*** Opening ENTRIES PROVIDED ***
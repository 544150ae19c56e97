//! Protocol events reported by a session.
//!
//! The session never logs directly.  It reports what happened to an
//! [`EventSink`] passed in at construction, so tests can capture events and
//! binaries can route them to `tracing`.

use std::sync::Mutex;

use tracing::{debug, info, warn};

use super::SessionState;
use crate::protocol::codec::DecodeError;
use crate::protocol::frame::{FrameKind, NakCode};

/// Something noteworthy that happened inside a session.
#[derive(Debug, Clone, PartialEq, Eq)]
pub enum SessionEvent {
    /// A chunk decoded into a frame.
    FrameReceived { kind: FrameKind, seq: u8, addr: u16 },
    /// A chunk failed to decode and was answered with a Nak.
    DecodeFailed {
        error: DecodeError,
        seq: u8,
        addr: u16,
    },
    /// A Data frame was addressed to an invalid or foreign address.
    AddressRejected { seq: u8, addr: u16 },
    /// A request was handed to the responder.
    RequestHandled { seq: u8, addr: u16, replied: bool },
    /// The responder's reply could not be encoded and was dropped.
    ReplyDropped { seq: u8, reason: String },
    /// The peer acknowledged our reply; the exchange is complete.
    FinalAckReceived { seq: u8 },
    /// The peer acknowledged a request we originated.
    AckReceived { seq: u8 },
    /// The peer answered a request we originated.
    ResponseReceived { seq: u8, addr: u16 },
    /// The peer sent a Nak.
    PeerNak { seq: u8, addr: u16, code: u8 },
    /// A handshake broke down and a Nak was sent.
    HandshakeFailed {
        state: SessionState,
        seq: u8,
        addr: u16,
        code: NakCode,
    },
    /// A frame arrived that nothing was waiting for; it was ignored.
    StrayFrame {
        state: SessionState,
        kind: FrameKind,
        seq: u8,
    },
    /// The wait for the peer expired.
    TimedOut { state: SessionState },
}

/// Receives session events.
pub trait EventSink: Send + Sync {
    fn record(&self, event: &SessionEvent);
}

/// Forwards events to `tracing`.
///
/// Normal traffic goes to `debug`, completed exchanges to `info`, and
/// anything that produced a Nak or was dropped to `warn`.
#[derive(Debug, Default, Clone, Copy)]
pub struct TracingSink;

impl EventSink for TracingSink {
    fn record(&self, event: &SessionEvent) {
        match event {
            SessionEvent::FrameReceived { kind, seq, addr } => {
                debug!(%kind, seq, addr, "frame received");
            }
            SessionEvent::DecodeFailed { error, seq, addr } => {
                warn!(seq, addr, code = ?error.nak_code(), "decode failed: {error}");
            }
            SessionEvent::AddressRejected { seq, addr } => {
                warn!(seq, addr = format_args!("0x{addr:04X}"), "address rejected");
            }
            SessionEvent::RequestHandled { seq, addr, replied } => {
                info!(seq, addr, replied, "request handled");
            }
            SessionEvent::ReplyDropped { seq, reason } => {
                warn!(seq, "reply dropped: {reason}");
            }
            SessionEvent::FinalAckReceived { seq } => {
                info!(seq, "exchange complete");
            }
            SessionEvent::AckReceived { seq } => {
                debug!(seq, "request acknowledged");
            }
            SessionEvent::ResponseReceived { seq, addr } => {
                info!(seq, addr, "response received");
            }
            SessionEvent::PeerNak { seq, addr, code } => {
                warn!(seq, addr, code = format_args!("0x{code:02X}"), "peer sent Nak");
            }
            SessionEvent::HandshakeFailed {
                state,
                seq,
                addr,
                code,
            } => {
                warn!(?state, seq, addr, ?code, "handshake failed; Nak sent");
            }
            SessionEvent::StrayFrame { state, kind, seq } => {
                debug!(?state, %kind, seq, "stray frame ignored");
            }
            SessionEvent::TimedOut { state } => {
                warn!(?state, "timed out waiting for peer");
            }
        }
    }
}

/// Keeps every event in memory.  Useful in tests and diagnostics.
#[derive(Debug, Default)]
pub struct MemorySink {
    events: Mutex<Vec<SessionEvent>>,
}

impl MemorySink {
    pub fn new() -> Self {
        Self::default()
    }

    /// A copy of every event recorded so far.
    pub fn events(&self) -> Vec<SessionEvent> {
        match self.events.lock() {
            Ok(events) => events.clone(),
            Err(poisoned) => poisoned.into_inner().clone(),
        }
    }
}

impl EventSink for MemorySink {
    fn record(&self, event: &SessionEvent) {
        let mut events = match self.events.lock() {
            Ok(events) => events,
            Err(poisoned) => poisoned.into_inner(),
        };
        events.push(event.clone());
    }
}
*** Closing ENTRIES PROVIDED ***
TASK DIRECTIONS> Collect the lines of the data that carry the word "DecodeError".

PROBLEM SOLUTION>
use crate::protocol::codec::DecodeError;
        error: DecodeError,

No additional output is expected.